• EXERCISE DATA:
* * *
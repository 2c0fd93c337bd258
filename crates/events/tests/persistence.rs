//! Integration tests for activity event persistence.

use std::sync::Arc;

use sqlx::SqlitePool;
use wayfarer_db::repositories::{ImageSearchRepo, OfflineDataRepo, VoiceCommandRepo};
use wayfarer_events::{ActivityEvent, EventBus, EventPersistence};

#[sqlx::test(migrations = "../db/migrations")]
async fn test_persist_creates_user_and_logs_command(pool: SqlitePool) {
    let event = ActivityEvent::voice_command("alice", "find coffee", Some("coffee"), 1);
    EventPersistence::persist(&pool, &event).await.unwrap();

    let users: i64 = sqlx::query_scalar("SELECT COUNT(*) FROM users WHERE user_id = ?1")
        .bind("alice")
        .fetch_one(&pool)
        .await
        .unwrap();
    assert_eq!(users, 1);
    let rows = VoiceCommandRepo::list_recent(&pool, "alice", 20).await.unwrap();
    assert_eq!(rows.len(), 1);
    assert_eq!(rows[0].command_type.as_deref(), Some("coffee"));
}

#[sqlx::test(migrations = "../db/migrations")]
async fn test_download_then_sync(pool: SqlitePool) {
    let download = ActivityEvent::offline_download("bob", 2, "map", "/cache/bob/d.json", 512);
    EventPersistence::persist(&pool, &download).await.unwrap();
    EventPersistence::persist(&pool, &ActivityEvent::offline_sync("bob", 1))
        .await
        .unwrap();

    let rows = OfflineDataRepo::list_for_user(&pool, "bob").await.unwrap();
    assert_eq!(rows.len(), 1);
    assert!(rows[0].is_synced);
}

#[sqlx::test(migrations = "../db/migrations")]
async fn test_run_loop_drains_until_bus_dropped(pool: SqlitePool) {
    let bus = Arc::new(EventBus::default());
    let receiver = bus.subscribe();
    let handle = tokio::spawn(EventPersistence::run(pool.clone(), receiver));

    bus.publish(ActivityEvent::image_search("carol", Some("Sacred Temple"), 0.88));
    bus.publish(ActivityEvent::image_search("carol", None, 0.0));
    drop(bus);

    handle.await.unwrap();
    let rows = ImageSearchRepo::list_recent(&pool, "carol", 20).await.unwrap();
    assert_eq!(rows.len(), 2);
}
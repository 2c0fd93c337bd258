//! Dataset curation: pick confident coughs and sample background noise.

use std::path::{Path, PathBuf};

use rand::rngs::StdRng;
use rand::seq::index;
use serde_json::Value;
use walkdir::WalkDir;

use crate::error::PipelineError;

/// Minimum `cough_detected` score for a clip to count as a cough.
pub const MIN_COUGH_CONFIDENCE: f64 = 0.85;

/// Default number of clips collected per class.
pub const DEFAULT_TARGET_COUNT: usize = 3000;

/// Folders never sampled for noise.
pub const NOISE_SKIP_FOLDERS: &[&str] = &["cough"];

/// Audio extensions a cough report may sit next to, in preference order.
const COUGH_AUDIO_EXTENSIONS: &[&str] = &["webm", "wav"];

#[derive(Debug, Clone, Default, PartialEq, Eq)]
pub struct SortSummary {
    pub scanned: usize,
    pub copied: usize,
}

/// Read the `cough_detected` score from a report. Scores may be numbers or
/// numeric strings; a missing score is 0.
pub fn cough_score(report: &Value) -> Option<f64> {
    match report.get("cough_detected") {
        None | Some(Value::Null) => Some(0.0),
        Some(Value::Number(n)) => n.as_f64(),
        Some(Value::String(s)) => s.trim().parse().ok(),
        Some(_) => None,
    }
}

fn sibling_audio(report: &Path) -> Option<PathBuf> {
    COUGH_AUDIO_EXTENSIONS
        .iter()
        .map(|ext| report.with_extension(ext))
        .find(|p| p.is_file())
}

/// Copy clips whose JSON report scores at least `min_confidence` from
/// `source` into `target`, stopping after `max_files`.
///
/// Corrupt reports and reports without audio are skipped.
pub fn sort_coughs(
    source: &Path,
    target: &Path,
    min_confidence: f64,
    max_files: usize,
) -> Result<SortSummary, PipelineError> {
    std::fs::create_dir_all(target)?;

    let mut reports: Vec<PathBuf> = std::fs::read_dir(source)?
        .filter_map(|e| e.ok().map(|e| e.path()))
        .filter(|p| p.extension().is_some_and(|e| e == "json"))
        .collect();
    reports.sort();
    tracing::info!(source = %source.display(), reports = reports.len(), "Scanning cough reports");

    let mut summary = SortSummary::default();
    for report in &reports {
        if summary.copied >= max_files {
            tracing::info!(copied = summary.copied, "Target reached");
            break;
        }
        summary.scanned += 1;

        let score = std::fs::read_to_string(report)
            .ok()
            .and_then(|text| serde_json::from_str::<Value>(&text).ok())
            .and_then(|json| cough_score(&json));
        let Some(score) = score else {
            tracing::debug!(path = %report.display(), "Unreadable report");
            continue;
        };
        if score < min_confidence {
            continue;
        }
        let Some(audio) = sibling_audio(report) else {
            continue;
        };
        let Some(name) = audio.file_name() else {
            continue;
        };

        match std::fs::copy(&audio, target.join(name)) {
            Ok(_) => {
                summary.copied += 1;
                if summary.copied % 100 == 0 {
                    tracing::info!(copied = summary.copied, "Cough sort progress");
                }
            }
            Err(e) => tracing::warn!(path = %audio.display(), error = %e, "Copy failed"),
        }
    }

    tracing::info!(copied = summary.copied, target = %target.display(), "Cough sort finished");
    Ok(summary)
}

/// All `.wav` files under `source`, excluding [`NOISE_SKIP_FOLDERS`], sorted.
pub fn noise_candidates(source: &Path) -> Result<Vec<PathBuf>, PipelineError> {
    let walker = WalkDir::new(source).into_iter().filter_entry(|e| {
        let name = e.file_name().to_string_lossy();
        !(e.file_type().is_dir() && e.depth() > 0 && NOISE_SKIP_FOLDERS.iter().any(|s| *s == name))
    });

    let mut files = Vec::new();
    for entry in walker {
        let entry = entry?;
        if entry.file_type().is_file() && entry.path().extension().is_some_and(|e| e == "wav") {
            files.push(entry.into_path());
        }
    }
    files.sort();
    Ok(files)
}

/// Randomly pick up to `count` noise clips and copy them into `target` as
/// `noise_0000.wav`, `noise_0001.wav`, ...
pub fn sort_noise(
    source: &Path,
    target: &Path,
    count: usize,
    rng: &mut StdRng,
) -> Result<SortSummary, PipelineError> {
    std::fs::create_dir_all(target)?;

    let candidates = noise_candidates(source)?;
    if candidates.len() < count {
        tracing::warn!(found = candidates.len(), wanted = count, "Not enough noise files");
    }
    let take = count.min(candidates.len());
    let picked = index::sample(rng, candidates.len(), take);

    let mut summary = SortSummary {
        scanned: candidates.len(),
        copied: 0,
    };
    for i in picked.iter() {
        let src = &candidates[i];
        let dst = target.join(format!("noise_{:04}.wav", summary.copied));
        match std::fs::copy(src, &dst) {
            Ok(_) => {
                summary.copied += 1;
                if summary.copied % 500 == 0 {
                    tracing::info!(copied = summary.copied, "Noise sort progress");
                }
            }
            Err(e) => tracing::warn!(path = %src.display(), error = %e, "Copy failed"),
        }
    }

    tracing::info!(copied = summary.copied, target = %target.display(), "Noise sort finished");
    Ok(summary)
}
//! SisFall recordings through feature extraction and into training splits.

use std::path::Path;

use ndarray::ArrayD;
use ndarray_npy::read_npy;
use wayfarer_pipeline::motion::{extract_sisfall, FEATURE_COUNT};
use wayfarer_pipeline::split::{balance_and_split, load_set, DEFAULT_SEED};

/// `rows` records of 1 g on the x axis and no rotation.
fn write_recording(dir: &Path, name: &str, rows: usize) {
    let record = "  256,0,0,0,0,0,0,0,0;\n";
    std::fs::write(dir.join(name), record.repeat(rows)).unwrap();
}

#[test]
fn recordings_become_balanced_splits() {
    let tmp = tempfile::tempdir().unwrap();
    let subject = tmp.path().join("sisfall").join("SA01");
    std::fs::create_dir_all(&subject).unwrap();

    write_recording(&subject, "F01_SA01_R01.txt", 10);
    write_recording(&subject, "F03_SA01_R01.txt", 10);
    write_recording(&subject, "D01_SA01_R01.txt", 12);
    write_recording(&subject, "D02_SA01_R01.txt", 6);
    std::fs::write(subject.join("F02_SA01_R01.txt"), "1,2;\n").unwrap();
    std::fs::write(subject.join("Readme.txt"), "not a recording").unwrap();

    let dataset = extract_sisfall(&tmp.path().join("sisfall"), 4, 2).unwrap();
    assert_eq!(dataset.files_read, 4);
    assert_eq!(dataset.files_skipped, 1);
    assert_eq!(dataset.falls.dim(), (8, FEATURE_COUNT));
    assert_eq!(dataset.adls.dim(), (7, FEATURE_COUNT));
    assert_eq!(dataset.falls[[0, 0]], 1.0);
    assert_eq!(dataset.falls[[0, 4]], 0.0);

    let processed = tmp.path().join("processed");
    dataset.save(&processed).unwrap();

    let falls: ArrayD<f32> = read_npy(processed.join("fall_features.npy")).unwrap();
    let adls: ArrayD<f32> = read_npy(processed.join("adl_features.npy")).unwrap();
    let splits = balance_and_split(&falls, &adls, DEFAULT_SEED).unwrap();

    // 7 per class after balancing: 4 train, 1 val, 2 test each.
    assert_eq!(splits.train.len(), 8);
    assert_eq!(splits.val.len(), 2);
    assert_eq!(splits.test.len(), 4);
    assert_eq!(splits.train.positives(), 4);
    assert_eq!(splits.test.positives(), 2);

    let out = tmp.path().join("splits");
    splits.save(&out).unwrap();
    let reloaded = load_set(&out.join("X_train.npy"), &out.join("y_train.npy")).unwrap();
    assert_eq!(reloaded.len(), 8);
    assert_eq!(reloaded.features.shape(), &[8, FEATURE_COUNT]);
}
* * *
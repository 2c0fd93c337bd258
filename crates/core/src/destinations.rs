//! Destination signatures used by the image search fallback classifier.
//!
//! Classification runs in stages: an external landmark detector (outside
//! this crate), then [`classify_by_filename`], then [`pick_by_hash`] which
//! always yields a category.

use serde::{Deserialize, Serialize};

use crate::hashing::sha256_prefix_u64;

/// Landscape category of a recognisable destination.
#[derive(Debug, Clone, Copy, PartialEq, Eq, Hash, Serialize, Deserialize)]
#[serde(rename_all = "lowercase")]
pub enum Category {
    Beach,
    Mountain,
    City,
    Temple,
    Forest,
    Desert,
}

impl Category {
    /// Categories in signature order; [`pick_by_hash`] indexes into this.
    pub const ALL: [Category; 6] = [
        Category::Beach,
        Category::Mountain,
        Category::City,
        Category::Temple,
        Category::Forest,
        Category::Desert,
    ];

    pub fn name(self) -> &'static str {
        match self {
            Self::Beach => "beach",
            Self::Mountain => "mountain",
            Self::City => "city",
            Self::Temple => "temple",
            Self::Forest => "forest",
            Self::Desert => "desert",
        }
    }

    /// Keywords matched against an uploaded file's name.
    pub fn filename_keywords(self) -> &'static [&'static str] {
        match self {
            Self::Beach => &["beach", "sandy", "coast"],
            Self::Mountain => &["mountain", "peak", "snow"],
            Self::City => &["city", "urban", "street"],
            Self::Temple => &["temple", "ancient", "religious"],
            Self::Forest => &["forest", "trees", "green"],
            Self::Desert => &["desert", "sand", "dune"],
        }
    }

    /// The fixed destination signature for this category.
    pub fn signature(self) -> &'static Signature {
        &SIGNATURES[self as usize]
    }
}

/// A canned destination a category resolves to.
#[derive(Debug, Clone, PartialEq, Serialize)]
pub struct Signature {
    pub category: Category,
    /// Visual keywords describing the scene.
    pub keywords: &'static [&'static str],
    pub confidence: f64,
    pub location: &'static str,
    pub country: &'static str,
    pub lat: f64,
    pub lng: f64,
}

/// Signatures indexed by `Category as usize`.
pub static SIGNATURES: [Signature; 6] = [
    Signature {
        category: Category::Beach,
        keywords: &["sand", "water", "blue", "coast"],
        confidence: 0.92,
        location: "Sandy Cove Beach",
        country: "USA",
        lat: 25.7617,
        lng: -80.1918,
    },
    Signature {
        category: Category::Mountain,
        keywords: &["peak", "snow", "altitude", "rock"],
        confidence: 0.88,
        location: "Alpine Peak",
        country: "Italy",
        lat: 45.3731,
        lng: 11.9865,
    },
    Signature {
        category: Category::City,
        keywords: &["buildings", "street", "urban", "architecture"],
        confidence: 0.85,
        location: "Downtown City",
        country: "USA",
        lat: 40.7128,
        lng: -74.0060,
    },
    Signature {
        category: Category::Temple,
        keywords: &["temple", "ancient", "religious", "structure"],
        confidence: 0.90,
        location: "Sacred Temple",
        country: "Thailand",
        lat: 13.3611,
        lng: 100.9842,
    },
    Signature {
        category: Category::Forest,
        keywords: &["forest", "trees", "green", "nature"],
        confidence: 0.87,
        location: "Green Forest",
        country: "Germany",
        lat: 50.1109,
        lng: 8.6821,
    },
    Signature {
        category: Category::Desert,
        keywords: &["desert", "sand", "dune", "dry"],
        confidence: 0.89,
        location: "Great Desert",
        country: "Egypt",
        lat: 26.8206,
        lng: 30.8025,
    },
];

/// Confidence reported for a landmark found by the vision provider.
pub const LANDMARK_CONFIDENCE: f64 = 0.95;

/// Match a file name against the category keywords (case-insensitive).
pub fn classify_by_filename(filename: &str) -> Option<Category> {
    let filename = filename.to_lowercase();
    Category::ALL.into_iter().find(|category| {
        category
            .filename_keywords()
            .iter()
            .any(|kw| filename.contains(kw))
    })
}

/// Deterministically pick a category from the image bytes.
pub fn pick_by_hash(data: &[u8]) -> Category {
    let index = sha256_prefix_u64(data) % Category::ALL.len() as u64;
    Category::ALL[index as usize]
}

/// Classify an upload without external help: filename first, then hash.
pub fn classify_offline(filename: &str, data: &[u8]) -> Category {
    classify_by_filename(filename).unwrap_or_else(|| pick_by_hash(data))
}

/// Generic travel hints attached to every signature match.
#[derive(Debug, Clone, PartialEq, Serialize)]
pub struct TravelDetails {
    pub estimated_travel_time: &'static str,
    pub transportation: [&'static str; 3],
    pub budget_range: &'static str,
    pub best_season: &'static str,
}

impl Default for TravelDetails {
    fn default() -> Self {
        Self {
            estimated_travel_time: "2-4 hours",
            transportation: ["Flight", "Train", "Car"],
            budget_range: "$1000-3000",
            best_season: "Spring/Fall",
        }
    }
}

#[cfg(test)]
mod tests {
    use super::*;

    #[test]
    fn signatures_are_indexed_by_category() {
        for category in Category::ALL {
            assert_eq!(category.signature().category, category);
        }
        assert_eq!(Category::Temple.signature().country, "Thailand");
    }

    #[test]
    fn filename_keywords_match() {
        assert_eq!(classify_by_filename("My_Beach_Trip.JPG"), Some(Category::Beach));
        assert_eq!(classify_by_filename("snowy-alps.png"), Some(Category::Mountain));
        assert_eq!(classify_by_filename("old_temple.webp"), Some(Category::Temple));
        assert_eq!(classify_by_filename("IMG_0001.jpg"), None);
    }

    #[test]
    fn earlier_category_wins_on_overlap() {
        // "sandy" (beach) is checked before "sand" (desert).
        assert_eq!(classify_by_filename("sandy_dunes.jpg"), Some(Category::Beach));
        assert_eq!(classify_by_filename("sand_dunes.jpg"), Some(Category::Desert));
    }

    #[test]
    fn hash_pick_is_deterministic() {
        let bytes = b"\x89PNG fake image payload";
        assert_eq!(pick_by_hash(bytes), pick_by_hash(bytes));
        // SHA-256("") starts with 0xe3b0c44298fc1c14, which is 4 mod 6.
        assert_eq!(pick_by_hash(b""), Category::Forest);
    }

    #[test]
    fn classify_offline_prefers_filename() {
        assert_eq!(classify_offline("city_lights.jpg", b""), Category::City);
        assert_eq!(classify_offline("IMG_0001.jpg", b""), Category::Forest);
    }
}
* * *
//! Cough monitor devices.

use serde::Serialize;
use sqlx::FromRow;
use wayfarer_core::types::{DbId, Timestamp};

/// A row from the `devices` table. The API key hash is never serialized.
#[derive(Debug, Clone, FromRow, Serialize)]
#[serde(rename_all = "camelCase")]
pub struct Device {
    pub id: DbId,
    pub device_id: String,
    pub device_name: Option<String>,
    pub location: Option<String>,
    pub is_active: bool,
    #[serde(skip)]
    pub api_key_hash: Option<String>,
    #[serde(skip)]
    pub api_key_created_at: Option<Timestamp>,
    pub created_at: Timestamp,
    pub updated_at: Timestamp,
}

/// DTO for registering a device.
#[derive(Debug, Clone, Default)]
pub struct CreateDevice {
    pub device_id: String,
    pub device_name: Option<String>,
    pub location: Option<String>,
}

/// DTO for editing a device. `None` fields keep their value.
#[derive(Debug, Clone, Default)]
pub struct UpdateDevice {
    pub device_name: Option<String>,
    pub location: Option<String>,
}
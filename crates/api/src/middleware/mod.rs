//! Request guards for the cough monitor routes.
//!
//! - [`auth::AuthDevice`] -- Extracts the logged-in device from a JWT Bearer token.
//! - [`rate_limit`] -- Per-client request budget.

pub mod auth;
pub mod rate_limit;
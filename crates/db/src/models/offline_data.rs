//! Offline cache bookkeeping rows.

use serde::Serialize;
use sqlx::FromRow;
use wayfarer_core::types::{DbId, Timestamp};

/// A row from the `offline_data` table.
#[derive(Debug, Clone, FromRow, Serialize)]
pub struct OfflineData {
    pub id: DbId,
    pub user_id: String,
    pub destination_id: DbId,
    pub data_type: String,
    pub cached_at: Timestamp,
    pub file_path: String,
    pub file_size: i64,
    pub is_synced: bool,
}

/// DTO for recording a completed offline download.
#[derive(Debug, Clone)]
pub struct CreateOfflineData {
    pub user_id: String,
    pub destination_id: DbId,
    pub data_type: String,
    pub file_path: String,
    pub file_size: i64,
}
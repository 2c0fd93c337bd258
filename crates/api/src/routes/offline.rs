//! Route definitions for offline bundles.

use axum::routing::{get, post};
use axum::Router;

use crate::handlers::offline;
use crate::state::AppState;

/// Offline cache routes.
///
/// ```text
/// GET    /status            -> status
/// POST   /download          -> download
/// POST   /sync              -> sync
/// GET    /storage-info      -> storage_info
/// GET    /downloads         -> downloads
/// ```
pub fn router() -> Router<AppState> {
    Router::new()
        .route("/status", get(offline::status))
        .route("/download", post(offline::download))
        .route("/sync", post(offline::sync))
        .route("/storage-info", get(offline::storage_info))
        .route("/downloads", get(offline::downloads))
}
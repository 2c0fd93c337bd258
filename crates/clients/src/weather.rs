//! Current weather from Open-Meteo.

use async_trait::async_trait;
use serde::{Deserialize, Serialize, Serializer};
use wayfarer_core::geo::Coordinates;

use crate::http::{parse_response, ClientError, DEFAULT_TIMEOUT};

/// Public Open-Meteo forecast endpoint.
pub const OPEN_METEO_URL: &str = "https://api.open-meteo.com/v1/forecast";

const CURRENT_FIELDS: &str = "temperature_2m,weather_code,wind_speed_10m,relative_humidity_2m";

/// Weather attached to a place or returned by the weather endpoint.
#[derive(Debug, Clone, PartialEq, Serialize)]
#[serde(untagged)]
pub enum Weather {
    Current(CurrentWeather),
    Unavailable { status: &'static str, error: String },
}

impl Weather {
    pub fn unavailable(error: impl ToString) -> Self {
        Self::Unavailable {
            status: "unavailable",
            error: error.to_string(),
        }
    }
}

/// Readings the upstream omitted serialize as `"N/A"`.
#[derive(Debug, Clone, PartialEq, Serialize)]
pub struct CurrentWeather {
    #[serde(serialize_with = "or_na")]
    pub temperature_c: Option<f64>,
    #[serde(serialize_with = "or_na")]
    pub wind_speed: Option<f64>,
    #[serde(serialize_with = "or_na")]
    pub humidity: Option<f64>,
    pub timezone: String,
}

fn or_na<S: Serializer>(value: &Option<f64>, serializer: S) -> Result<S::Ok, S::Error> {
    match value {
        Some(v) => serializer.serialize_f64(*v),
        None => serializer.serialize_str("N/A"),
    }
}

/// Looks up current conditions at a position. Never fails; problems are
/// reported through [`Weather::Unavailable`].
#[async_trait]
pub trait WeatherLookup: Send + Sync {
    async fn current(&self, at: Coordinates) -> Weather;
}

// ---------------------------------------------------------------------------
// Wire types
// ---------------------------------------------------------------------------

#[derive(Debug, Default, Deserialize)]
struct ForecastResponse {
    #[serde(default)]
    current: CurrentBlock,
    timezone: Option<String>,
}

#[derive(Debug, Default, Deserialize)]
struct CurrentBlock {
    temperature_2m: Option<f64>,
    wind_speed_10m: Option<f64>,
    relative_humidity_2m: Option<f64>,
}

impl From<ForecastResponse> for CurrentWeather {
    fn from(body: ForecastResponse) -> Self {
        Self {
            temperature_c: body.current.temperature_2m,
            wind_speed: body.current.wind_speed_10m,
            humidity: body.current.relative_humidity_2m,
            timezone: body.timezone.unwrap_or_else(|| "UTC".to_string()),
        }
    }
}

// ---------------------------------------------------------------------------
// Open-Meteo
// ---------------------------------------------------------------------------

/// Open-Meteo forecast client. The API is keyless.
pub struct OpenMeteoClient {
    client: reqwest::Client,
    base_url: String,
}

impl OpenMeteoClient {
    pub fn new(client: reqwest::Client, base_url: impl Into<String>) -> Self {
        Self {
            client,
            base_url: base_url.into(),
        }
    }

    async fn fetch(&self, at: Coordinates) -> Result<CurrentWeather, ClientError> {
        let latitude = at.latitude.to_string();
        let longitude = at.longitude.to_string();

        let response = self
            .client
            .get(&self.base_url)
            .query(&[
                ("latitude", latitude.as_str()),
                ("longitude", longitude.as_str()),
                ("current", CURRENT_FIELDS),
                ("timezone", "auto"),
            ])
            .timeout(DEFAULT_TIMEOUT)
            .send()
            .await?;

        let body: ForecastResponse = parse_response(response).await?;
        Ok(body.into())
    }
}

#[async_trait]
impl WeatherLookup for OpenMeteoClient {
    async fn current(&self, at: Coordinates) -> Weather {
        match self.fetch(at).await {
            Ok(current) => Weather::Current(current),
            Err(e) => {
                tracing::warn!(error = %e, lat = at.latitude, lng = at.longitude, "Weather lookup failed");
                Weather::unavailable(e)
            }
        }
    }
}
* * *
• WORK REQUIRED:
An exact copy of the lines above, from the one containing "activity event persistence." down to the one containing "fn test_persist_creates_user_and_logs_command(pool: SqlitePool)" and including both, is the whole answer; retype it and nothing else.

• YOUR SOLUTION:
//! Integration tests for activity event persistence.

use std::sync::Arc;

use sqlx::SqlitePool;
use wayfarer_db::repositories::{ImageSearchRepo, OfflineDataRepo, VoiceCommandRepo};
use wayfarer_events::{ActivityEvent, EventBus, EventPersistence};

#[sqlx::test(migrations = "../db/migrations")]
async fn test_persist_creates_user_and_logs_command(pool: SqlitePool) {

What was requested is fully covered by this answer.